The set of contraceptives available to men is actually reduced to the use of condoms (which provide good, but not absolute protection) or vasectomy – surgical crossing of the vas deferens. Such an intervention leads to the constant inability to have children, but if desired, you can perform an operation to restore the duct (although it is not always successful). Therefore, for several dozen scientists have been looking for a way to provide men with reliable contraception that would be minimally traumatic and easily reversible.

The most promising direction of these searches can be called the use of biocompatible gels that are injected into the vas deferens and reliably block its lumen (another hypothetical mechanism of action is the destruction of sperm membranes under the action of electric charges in gel molecules). If necessary, the gel can be washed out of the duct by solvent injection.

This method of contraception, called RISUG (Reversible inhibition of sperm under guidance, is most often translated into Russian as Reversible Sperm containment under guidance), was developed by Indian researcher Sujoy Guha. His preparation from a styrene copolymer with maleic anhydride is undergoing phase III clinical trials in India. Vasalgel was developed on the basis of this drug by the American non-profit organization Parsemus Foundation. In early preclinical trials on rabbits, he demonstrated one hundred percent effectiveness, as well as the reversibility of the procedure.
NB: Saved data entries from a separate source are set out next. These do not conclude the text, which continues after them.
//! Single-source shortest paths (Dijkstra).

use serde::{Deserialize, Serialize};
use std::cmp::Reverse;
use std::collections::{BinaryHeap, HashMap, VecDeque};

use super::queue::WeightedEntry;
use crate::graph::{Color, ColorMap, Graph, VertexId};
use crate::{GraphError, GraphResult};

/// Order in which Dijkstra pulls vertices off its queue
#[derive(Debug, Clone, Copy, PartialEq, Eq, Default, Serialize, Deserialize)]
#[serde(rename_all = "kebab-case")]
pub enum QueueDiscipline {
    /// Min-heap keyed by tentative distance; correct for any non-negative weights
    #[default]
    Priority,
    /// Plain first-in first-out queue
    ///
    /// Only guaranteed to find shortest paths on unweighted or
    /// uniformly weighted graphs, where it degenerates to BFS.
    Fifo,
}

/// Shortest path tree rooted at a source vertex
#[derive(Debug, Clone)]
pub struct ShortestPaths {
    source: VertexId,
    distances: HashMap<VertexId, f64>,
    previous: HashMap<VertexId, Option<VertexId>>,
    order: Vec<VertexId>,
}

impl ShortestPaths {
    pub fn source(&self) -> VertexId {
        self.source
    }

    /// Best known distance; `f64::INFINITY` when unreachable, `None` when
    /// `vertex` was not part of the graph
    pub fn distance(&self, vertex: VertexId) -> Option<f64> {
        self.distances.get(&vertex).copied()
    }

    /// Predecessor on the shortest path; `None` for the source and for
    /// unreachable vertices
    pub fn predecessor(&self, vertex: VertexId) -> Option<VertexId> {
        self.previous.get(&vertex).copied().flatten()
    }

    pub fn is_reachable(&self, vertex: VertexId) -> bool {
        self.distance(vertex).is_some_and(f64::is_finite)
    }

    /// Vertices from the source to `vertex`, both included
    pub fn path_to(&self, vertex: VertexId) -> Option<Vec<VertexId>> {
        if !self.is_reachable(vertex) {
            return None;
        }

        let mut path = vec![vertex];
        let mut current = vertex;
        while let Some(prev) = self.predecessor(current) {
            if path.len() > self.distances.len() {
                return None;
            }
            path.push(prev);
            current = prev;
        }
        path.reverse();
        Some(path)
    }

    /// Vertices in the order they were finalized
    pub fn order(&self) -> &[VertexId] {
        &self.order
    }
}

/// Dijkstra from `start` with a min-priority queue
///
/// `visit` fires once per vertex as it is finalized.
pub fn dijkstra<V>(graph: &Graph, start: VertexId, visit: V) -> GraphResult<ShortestPaths>
where
    V: FnMut(VertexId),
{
    dijkstra_with(graph, start, QueueDiscipline::Priority, visit)
}

/// Dijkstra from `start` with an explicit queue discipline
///
/// Every distance starts at infinity and every predecessor at `None`.
/// A vertex is finalized when it leaves the queue; each incident edge
/// toward a non-finalized neighbor is then relaxed.
///
/// # Errors
///
/// - [`GraphError::VertexNotFound`] if `start` is not in `graph`
/// - [`GraphError::UnsetDistance`] if relaxation meets a vertex with no
///   distance, meaning an edge points outside the vertex set
pub fn dijkstra_with<V>(
    graph: &Graph,
    start: VertexId,
    discipline: QueueDiscipline,
    mut visit: V,
) -> GraphResult<ShortestPaths>
where
    V: FnMut(VertexId),
{
    if !graph.contains_vertex(start) {
        return Err(GraphError::VertexNotFound(start.to_string()));
    }

    tracing::debug!(
        "Dijkstra from {} using {:?} queue",
        graph.label(start),
        discipline
    );

    let mut run = Relaxation::new(graph, start);
    let mut colors = ColorMap::for_graph(graph);
    colors.clear();
    colors.set(start, Color::Discovered);

    match discipline {
        QueueDiscipline::Priority => {
            let mut heap = BinaryHeap::new();
            let mut seq = 0usize;
            heap.push(Reverse(WeightedEntry::new(0.0, seq, start)));

            while let Some(Reverse(entry)) = heap.pop() {
                let vertex = entry.item;
                if colors.get(vertex) == Color::Finished {
                    continue;
                }
                colors.set(vertex, Color::Finished);
                visit(vertex);
                run.order.push(vertex);

                for (neighbor, distance) in run.relax_from(graph, vertex, &colors)? {
                    seq += 1;
                    colors.set(neighbor, Color::Discovered);
                    heap.push(Reverse(WeightedEntry::new(distance, seq, neighbor)));
                }
            }
        }
        QueueDiscipline::Fifo => {
            let mut queue = VecDeque::from([start]);

            while let Some(vertex) = queue.pop_front() {
                colors.set(vertex, Color::Finished);
                visit(vertex);
                run.order.push(vertex);

                run.relax_from(graph, vertex, &colors)?;
                for neighbor in graph.neighbors(vertex) {
                    if colors.is_unvisited(neighbor) {
                        colors.set(neighbor, Color::Discovered);
                        queue.push_back(neighbor);
                    }
                }
            }
        }
    }

    Ok(run.finish(start))
}

/// Distance and predecessor tables for one run
struct Relaxation {
    distances: HashMap<VertexId, f64>,
    previous: HashMap<VertexId, Option<VertexId>>,
    order: Vec<VertexId>,
}

impl Relaxation {
    fn new(graph: &Graph, start: VertexId) -> Self {
        let mut distances: HashMap<VertexId, f64> = graph
            .vertices()
            .iter()
            .map(|v| (v.id(), f64::INFINITY))
            .collect();
        let previous = graph.vertices().iter().map(|v| (v.id(), None)).collect();
        distances.insert(start, 0.0);

        Self {
            distances,
            previous,
            order: Vec::new(),
        }
    }

    fn distance(&self, graph: &Graph, vertex: VertexId) -> GraphResult<f64> {
        self.distances
            .get(&vertex)
            .copied()
            .ok_or_else(|| GraphError::UnsetDistance(graph.label(vertex)))
    }

    /// Relax every edge from `vertex` to a non-finalized neighbor
    ///
    /// Returns the neighbors whose distance improved, with the new value.
    fn relax_from(
        &mut self,
        graph: &Graph,
        vertex: VertexId,
        colors: &ColorMap,
    ) -> GraphResult<Vec<(VertexId, f64)>> {
        let base = self.distance(graph, vertex)?;
        let mut improved = Vec::new();

        for edge in graph.incident_edges(vertex) {
            let neighbor = edge.other(vertex);
            if colors.get(neighbor) == Color::Finished {
                continue;
            }

            let candidate = base + edge.weight;
            if self.distance(graph, neighbor)? > candidate {
                self.distances.insert(neighbor, candidate);
                self.previous.insert(neighbor, Some(vertex));
                improved.push((neighbor, candidate));
            }
        }

        Ok(improved)
    }

    fn finish(self, source: VertexId) -> ShortestPaths {
        ShortestPaths {
            source,
            distances: self.distances,
            previous: self.previous,
            order: self.order,
        }
    }
}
At the next stage of testing, employees of the University of California and the Parsemus Foundation injected Vasalgel into 16 adult male rhesus macaques. A week later, they were returned to open enclosures, each of which contained from three to nine females who had previously brought offspring. All males spent at least one mating season with females, seven of them for two years.

During the study, none of the females became pregnant. The only significant complication of the procedure was the incorrect introduction of the gel in one of the males, which led to the formation of granuloma (focal growth of connective tissue in response to chronic inflammation) and required unilateral vasectomy. Gel washing experiments will be carried out in the next phase of testing.

In addition to barrier methods (preventing the penetration of sperm into the female genital tract), pharmacological methods of male contraception with various (hormonal, metabolic and other) mechanisms of action are also being developed. Some of them are undergoing different phases of preclinical and clinical trials, but none has yet been approved for use.

A new direction for such developments is being opened by the recent work of American researchers. They found a mechanism of "switching speeds" in spermatozoa, which is activated by egg progesterone. Drugs that selectively act on this mechanism may turn out to be contraceptives that are effective when taken by both men and women.